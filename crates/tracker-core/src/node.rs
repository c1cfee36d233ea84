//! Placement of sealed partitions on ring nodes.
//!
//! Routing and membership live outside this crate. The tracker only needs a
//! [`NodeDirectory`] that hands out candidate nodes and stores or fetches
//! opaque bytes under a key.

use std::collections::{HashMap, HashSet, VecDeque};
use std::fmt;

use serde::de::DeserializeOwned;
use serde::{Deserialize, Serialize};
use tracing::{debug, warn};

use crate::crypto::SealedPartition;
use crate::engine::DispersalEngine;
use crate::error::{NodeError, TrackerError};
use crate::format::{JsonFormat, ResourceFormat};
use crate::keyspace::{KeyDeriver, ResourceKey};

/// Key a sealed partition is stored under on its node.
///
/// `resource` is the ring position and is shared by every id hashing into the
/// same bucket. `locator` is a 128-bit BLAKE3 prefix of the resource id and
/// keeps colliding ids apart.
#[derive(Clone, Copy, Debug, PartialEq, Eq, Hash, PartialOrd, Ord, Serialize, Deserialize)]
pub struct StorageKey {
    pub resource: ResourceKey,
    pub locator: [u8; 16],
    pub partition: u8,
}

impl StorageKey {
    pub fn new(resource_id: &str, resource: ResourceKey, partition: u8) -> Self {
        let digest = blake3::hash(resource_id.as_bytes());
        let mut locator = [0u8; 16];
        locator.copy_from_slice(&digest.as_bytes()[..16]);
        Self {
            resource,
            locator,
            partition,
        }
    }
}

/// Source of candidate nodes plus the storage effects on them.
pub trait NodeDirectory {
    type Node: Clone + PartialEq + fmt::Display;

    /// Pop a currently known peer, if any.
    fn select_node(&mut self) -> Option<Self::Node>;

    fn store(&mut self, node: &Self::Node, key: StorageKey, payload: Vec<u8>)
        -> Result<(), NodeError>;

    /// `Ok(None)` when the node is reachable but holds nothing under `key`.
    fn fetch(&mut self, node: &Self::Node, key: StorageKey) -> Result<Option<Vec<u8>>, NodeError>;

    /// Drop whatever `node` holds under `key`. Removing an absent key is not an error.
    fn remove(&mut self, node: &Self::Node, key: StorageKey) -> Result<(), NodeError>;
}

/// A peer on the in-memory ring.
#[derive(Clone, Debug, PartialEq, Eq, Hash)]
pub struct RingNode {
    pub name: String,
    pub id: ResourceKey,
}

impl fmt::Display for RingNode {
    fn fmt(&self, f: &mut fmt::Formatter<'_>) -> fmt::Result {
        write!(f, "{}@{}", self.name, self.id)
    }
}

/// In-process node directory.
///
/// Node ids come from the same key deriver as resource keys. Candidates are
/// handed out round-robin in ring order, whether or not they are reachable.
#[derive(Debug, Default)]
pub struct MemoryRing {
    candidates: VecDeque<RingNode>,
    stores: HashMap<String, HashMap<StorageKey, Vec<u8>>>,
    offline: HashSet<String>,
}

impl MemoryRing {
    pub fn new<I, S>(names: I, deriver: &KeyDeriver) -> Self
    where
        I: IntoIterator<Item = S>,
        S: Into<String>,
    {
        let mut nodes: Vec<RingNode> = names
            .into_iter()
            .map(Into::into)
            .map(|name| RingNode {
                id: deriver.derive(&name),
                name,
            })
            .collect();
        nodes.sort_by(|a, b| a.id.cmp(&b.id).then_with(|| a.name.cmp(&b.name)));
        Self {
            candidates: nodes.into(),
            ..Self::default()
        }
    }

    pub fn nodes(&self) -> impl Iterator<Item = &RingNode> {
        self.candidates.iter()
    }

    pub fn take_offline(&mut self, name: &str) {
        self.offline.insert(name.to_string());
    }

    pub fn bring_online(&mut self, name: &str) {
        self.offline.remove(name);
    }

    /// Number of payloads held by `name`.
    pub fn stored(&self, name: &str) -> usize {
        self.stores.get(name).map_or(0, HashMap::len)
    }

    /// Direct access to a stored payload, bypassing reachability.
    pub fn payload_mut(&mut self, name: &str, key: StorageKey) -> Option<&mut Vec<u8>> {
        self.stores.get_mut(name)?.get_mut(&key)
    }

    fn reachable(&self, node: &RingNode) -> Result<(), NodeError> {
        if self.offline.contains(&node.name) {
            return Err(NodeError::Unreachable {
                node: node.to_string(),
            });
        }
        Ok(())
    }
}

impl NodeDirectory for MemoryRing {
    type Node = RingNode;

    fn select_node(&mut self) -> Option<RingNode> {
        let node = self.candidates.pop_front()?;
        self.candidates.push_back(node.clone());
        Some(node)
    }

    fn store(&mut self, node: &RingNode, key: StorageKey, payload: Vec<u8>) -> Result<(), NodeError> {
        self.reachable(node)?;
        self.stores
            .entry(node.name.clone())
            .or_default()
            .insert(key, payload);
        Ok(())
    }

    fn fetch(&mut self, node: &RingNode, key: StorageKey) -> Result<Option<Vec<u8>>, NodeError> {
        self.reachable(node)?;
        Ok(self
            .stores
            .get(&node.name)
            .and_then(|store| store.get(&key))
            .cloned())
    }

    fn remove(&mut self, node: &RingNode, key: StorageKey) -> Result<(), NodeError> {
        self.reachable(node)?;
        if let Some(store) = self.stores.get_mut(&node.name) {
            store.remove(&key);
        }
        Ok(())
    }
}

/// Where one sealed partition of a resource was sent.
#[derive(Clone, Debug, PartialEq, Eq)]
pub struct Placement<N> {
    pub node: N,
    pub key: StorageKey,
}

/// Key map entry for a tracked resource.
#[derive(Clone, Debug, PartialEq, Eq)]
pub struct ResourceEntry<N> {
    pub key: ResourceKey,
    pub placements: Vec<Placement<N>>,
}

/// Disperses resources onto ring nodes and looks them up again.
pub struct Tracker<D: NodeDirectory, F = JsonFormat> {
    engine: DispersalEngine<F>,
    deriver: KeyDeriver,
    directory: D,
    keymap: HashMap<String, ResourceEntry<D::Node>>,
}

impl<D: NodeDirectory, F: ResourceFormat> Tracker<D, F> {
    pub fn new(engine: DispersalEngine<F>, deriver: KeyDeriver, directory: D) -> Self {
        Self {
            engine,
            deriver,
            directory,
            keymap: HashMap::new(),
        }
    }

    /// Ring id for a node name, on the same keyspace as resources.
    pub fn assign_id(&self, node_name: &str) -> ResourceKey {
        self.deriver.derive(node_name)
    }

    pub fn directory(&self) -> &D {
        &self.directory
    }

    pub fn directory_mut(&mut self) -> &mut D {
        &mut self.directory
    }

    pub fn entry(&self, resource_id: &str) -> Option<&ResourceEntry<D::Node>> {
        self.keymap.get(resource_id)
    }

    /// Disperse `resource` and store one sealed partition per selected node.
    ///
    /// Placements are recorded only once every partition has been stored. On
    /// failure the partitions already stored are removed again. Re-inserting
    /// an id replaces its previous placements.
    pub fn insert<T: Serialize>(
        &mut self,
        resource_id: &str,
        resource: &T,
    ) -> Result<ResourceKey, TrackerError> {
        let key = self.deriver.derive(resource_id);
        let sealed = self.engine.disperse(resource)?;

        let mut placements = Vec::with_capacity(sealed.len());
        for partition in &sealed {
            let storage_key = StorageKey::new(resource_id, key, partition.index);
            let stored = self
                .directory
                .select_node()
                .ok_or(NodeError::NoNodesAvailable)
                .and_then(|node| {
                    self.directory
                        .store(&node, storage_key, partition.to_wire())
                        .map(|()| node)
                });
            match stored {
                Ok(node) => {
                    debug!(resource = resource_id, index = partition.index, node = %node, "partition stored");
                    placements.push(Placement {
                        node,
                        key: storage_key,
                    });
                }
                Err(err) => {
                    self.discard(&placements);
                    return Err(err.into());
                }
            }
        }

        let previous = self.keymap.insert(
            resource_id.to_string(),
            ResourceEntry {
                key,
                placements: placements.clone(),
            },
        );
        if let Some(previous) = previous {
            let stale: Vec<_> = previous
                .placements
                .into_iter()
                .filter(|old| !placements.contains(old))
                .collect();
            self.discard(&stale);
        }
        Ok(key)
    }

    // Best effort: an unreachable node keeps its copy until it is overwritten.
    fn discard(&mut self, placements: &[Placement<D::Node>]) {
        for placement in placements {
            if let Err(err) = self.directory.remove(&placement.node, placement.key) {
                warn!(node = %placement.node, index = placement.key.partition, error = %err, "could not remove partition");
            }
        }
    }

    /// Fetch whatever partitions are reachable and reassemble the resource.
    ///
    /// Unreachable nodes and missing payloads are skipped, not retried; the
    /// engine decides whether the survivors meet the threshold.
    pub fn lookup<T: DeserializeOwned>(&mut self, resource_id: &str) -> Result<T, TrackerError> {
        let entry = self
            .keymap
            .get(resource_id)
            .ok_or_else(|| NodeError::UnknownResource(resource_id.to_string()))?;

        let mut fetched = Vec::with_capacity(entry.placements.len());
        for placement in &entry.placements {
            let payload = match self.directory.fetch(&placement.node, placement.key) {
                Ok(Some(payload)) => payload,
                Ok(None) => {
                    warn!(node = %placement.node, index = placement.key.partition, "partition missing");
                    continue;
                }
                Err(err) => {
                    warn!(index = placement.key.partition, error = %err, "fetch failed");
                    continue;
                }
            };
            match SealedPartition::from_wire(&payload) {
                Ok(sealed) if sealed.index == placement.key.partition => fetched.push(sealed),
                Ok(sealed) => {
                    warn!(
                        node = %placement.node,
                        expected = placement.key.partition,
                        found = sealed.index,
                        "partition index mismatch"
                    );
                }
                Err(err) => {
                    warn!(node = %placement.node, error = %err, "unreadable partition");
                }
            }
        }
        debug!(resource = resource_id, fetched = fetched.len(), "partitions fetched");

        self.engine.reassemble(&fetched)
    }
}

What the exercise asks
Reproduce the lines above, beginning at the line with "use std::fmt;" and stopping after the line with "pub locator: [u8;", exactly as they are.

Answer
use std::fmt;

use serde::de::DeserializeOwned;
use serde::{Deserialize, Serialize};
use tracing::{debug, warn};

use crate::crypto::SealedPartition;
use crate::engine::DispersalEngine;
use crate::error::{NodeError, TrackerError};
use crate::format::{JsonFormat, ResourceFormat};
use crate::keyspace::{KeyDeriver, ResourceKey};

/// Key a sealed partition is stored under on its node.
///
/// `resource` is the ring position and is shared by every id hashing into the
/// same bucket. `locator` is a 128-bit BLAKE3 prefix of the resource id and
/// keeps colliding ids apart.
#[derive(Clone, Copy, Debug, PartialEq, Eq, Hash, PartialOrd, Ord, Serialize, Deserialize)]
pub struct StorageKey {
    pub resource: ResourceKey,
    pub locator: [u8; 16],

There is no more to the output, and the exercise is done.